** THE TASK **
What is the number of lines in the data that include the string "created"? Give it by itself.

** INPUT RECORDS **

______________________________

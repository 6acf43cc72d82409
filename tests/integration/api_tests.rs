//! API integration tests against a running server

use reqwest::Client;
use serde_json::{json, Value};

fn base_url() -> String {
    std::env::var("BOOKSHELF_TEST_URL").unwrap_or_else(|_| "http://localhost:5000".to_string())
}

/// ISBN that no other test run has used
fn unique_isbn() -> String {
    let nanos = std::time::SystemTime::now()
        .duration_since(std::time::UNIX_EPOCH)
        .expect("clock after epoch")
        .as_nanos();
    format!("TEST-{}", nanos)
}

async fn create_book(client: &Client, isbn: &str) -> reqwest::Response {
    client
        .post(format!("{}/api/books", base_url()))
        .json(&json!({
            "title": "Dune",
            "author": "Frank Herbert",
            "isbn": isbn,
            "year": 1965
        }))
        .send()
        .await
        .expect("Failed to send request")
}

#[tokio::test]
#[ignore] // Run with: cargo test -- --ignored
async fn test_root() {
    let client = Client::new();

    let response = client
        .get(format!("{}/", base_url()))
        .send()
        .await
        .expect("Failed to send request");

    assert!(response.status().is_success());

    let body: Value = response.json().await.expect("Failed to parse response");
    assert_eq!(body["message"], "Library Management System API");
}

#[tokio::test]
#[ignore]
async fn test_readiness() {
    let client = Client::new();

    let response = client
        .get(format!("{}/ready", base_url()))
        .send()
        .await
        .expect("Failed to send request");

    assert!(response.status().is_success());

    let body: Value = response.json().await.expect("Failed to parse response");
    assert_eq!(body["status"], "ready");
}

#[tokio::test]
#[ignore]
async fn test_create_duplicate_and_delete_book() {
    let client = Client::new();
    let isbn = unique_isbn();

    let response = create_book(&client, &isbn).await;
    assert_eq!(response.status(), 201);
    let body: Value = response.json().await.expect("Failed to parse response");
    assert_eq!(body["data"]["isbn"], isbn.as_str());
    let id = body["data"]["_id"].as_str().expect("No book ID").to_string();

    let response = create_book(&client, &isbn).await;
    assert_eq!(response.status(), 400);
    let body: Value = response.json().await.expect("Failed to parse response");
    assert_eq!(body["message"], "A book with this ISBN already exists");

    let response = client
        .get(format!("{}/api/books", base_url()))
        .send()
        .await
        .expect("Failed to send request");
    let body: Value = response.json().await.expect("Failed to parse response");
    let matching = body["data"]
        .as_array()
        .expect("data is an array")
        .iter()
        .filter(|book| book["isbn"] == isbn.as_str())
        .count();
    assert_eq!(matching, 1);

    let response = client
        .delete(format!("{}/api/books/{}", base_url(), id))
        .send()
        .await
        .expect("Failed to send request");
    assert_eq!(response.status(), 200);

    let response = client
        .delete(format!("{}/api/books/{}", base_url(), id))
        .send()
        .await
        .expect("Failed to send request");
    assert_eq!(response.status(), 404);
}

#[tokio::test]
#[ignore]
async fn test_concurrent_duplicate_creates() {
    let client = Client::new();
    let isbn = unique_isbn();

    let (first, second) = tokio::join!(create_book(&client, &isbn), create_book(&client, &isbn));
    let mut statuses = vec![first.status().as_u16(), second.status().as_u16()];
    statuses.sort();
    assert_eq!(statuses, vec![201, 400]);

    let created = if first.status() == 201 { first } else { second };
    let body: Value = created.json().await.expect("Failed to parse response");
    let id = body["data"]["_id"].as_str().expect("No book ID");

    let _ = client
        .delete(format!("{}/api/books/{}", base_url(), id))
        .send()
        .await;
}

#[tokio::test]
#[ignore]
async fn test_invalid_year() {
    let client = Client::new();

    let response = client
        .post(format!("{}/api/books", base_url()))
        .json(&json!({
            "title": "Future Book",
            "author": "Nobody",
            "isbn": unique_isbn(),
            "year": 99999
        }))
        .send()
        .await
        .expect("Failed to send request");

    assert_eq!(response.status(), 400);
    let body: Value = response.json().await.expect("Failed to parse response");
    assert_eq!(body["error"], "InvalidRange");
}

#[tokio::test]
#[ignore]
async fn test_delete_malformed_id() {
    let client = Client::new();

    let response = client
        .delete(format!("{}/api/books/xyz", base_url()))
        .send()
        .await
        .expect("Failed to send request");

    assert_eq!(response.status(), 400);
}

______________________________

** ANSWER SPACE **
2